The question: Will the organization, which has raised a half billion dollars, most for cancer charities, lose donors because Livestrong is so closely identified with one man?
The broader question is not without precedent. In February, the Susan G. Komen Foundation, which supports breast cancer research, lost significant support on political grounds after some in its leadership considered dropping funding for Planned Parenthood over abortion. A spokesman for its Seattle chapter said donations dropped more than 30 percent, but that the charity is now rebuilding its base.
“There will be an initial hit for sure,” said Marlene Diskin, Development Director for Gilda’s Club of Seattle, a cancer survivorship organization which has received funding support from Livestrong in the past.
Gilda’s provides free help for all sorts of people fighting all kinds of cancer. The organization is named for Gilda Radner, the late star of Saturday Night Live who succumbed to Ovarian Cancer at the age of 42.
“How much they can come back from that, I don’t know,” said Diskin, whose knows her way around fundraising. That’s her job, and she’s done similar work for other charitable organizations.

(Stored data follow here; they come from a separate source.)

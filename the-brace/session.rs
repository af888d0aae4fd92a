//! Lifecycle of one completed delimiter pair.
//!
//! ```text
//!            settle / first event
//!  Started ─────────────────────▶ Tracking
//!                                   │
//!        over-type, pair delete,    │
//!        caret left, span collapsed ▼
//!                                 Exited
//! ```
//!
//! A session only ever looks at its own span. Deciding which session sees an
//! event is the stack's job.

use std::{
  fmt,
  sync::Arc,
};

use the_text::{
  buffer::Buffer,
  transaction::Transaction,
  undo::UndoScope,
};

use crate::{
  Result,
  pairs::DelimiterPair,
  position::TrackingSpan,
  resolver::{
    EditingStrategy,
    ReturnContext,
  },
};

#[derive(Debug, Clone, Copy, PartialEq, Eq)]
pub enum SessionState {
  Started,
  Tracking,
  Exited,
}

/// What a session did with an event.
#[derive(Debug, Clone, Copy, PartialEq, Eq)]
pub enum Reaction {
  /// Not handled, the host's default behaviour applies.
  Pass,
  /// Handled, the caret ends up at `caret`.
  Consumed { caret: usize },
}

pub struct TrackingSession {
  pair:     DelimiterPair,
  span:     TrackingSpan,
  strategy: Arc<dyn EditingStrategy>,
  state:    SessionState,
}

impl fmt::Debug for TrackingSession {
  fn fmt(&self, f: &mut fmt::Formatter<'_>) -> fmt::Result {
    f.debug_struct("TrackingSession")
      .field("pair", &self.pair)
      .field("span", &self.span)
      .field("state", &self.state)
      .finish_non_exhaustive()
  }
}

impl TrackingSession {
  pub fn new(pair: DelimiterPair, span: TrackingSpan, strategy: Arc<dyn EditingStrategy>) -> Self {
    Self {
      pair,
      span,
      strategy,
      state: SessionState::Started,
    }
  }

  pub fn pair(&self) -> DelimiterPair {
    self.pair
  }

  pub fn span(&self) -> TrackingSpan {
    self.span
  }

  pub fn state(&self) -> SessionState {
    self.state
  }

  pub fn strategy(&self) -> &Arc<dyn EditingStrategy> {
    &self.strategy
  }

  pub fn is_exited(&self) -> bool {
    self.state == SessionState::Exited
  }

  /// Finish the keystroke that created the session.
  pub fn settle(&mut self) {
    if self.state == SessionState::Started {
      self.state = SessionState::Tracking;
    }
  }

  pub fn exit(&mut self) {
    if self.state != SessionState::Exited {
      tracing::debug!(pair = %self.pair, span = ?self.span, "brace session exited");
      self.state = SessionState::Exited;
    }
  }

  /// Carry the span to the buffer's current version. Returns `false` (and
  /// exits) when the span collapsed.
  pub fn sync(&mut self, buffer: &Buffer) -> bool {
    if self.is_exited() {
      return false;
    }
    match self.span.translate(buffer, self.pair) {
      Some(span) => {
        self.span = span;
        true
      },
      None => {
        tracing::trace!(pair = %self.pair, "brace session span collapsed");
        self.exit();
        false
      },
    }
  }

  fn begin_event(&mut self, buffer: &Buffer) -> bool {
    self.settle();
    self.sync(buffer)
  }

  /// Over-type: typing the closer right before the tracked closer steps over
  /// it instead of inserting a second one. Symmetric pairs work the same
  /// way, the caret position alone tells closing from opening.
  pub fn typed(&mut self, buffer: &Buffer, caret: usize, ch: char) -> Reaction {
    if !self.begin_event(buffer) {
      return Reaction::Pass;
    }
    if ch != self.pair.closing || caret != self.span.closer() {
      return Reaction::Pass;
    }
    if !self.strategy.allow_overtype(&buffer.snapshot(), caret) {
      return Reaction::Pass;
    }

    self.exit();
    Reaction::Consumed {
      caret: self.span.end(),
    }
  }

  /// Backspace inside an empty pair removes both delimiters as one undo
  /// step.
  pub fn backspace(&mut self, buffer: &mut Buffer, caret: usize) -> Result<Reaction> {
    if !self.begin_event(buffer) {
      return Ok(Reaction::Pass);
    }
    if !self.span.is_empty() || caret != self.span.start() {
      return Ok(Reaction::Pass);
    }
    if !self.strategy.allow_pair_delete(&buffer.snapshot(), caret) {
      return Ok(Reaction::Pass);
    }

    let opener = self.span.opener();
    let mut scope = UndoScope::acquire(buffer, caret)?;
    let tx = Transaction::delete(scope.text(), opener, self.span.end())?.with_caret(opener);
    scope.apply(&tx)?;
    let caret = scope.complete()?;

    self.exit();
    Ok(Reaction::Consumed { caret })
  }

  /// Exit as soon as the caret leaves the span.
  pub fn caret_moved(&mut self, buffer: &Buffer, caret: usize) {
    if self.begin_event(buffer) && !self.span.contains(caret) {
      self.exit();
    }
  }

  /// Return inside an empty pair, expanded by the strategy. The session keeps
  /// tracking the now larger span.
  pub fn return_pressed(&mut self, buffer: &mut Buffer, caret: usize) -> Result<Reaction> {
    if !self.begin_event(buffer) {
      return Ok(Reaction::Pass);
    }
    if !self.span.is_empty() || caret != self.span.start() {
      return Ok(Reaction::Pass);
    }

    let snapshot = buffer.snapshot();
    let context = ReturnContext {
      snapshot: &snapshot,
      caret,
      pair: self.pair,
    };
    let Some(edit) = self.strategy.on_return(&context) else {
      return Ok(Reaction::Pass);
    };

    let mut scope = UndoScope::acquire(buffer, caret)?;
    let tx = Transaction::insert(scope.text(), caret, edit.text)?.with_caret(caret + edit.caret);
    scope.apply(&tx)?;
    let caret = scope.complete()?;

    self.sync(buffer);
    Ok(Reaction::Consumed { caret })
  }
}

“To spare the foundation any negative effects as a result of controversy surrounding my cycling career, I will conclude my chairmanship,” Armstrong had said in a statement posted on Livestrong’s website.
But Diskin, who lost both parents to lung cancer, fears more than dollars will be lost. Armstrong wasn’t just some celebrity pitch man brought on board to raise the profile of a charitable organization. He was a survivor of testicular cancer that spread to his lung and brain, and that is not in dispute.
“We hear over and over in the cancer world how he’s helped people because they have hope,” said Diskin. “If he can do it, maybe I can do it too, and that’s going to be a big loss.”
Diskin met Armstrong about six years ago at a fund raiser.
“It was exciting,” she said. But she makes no secret of her disappointment in Armstrong as allegations against the cyclist piled up.
While he continues to maintain his innocence against allegations of doping in winning the Tour de France seven times, he had dropped his fight to keep his titles in the face of a report out last week by the U.S. Anti-Doping Agency, which publicly released a mountain of evidence it says proved Armstrong used performance enhancing drugs to win his races.
Among other donations, in 2006 Livestrong provided $1.7 million in funding to the Fred Hutchinson Cancer Research Center in Seattle to establish a survivorship program helping patients. The Center says it is no longer receiving any money from Livestrong.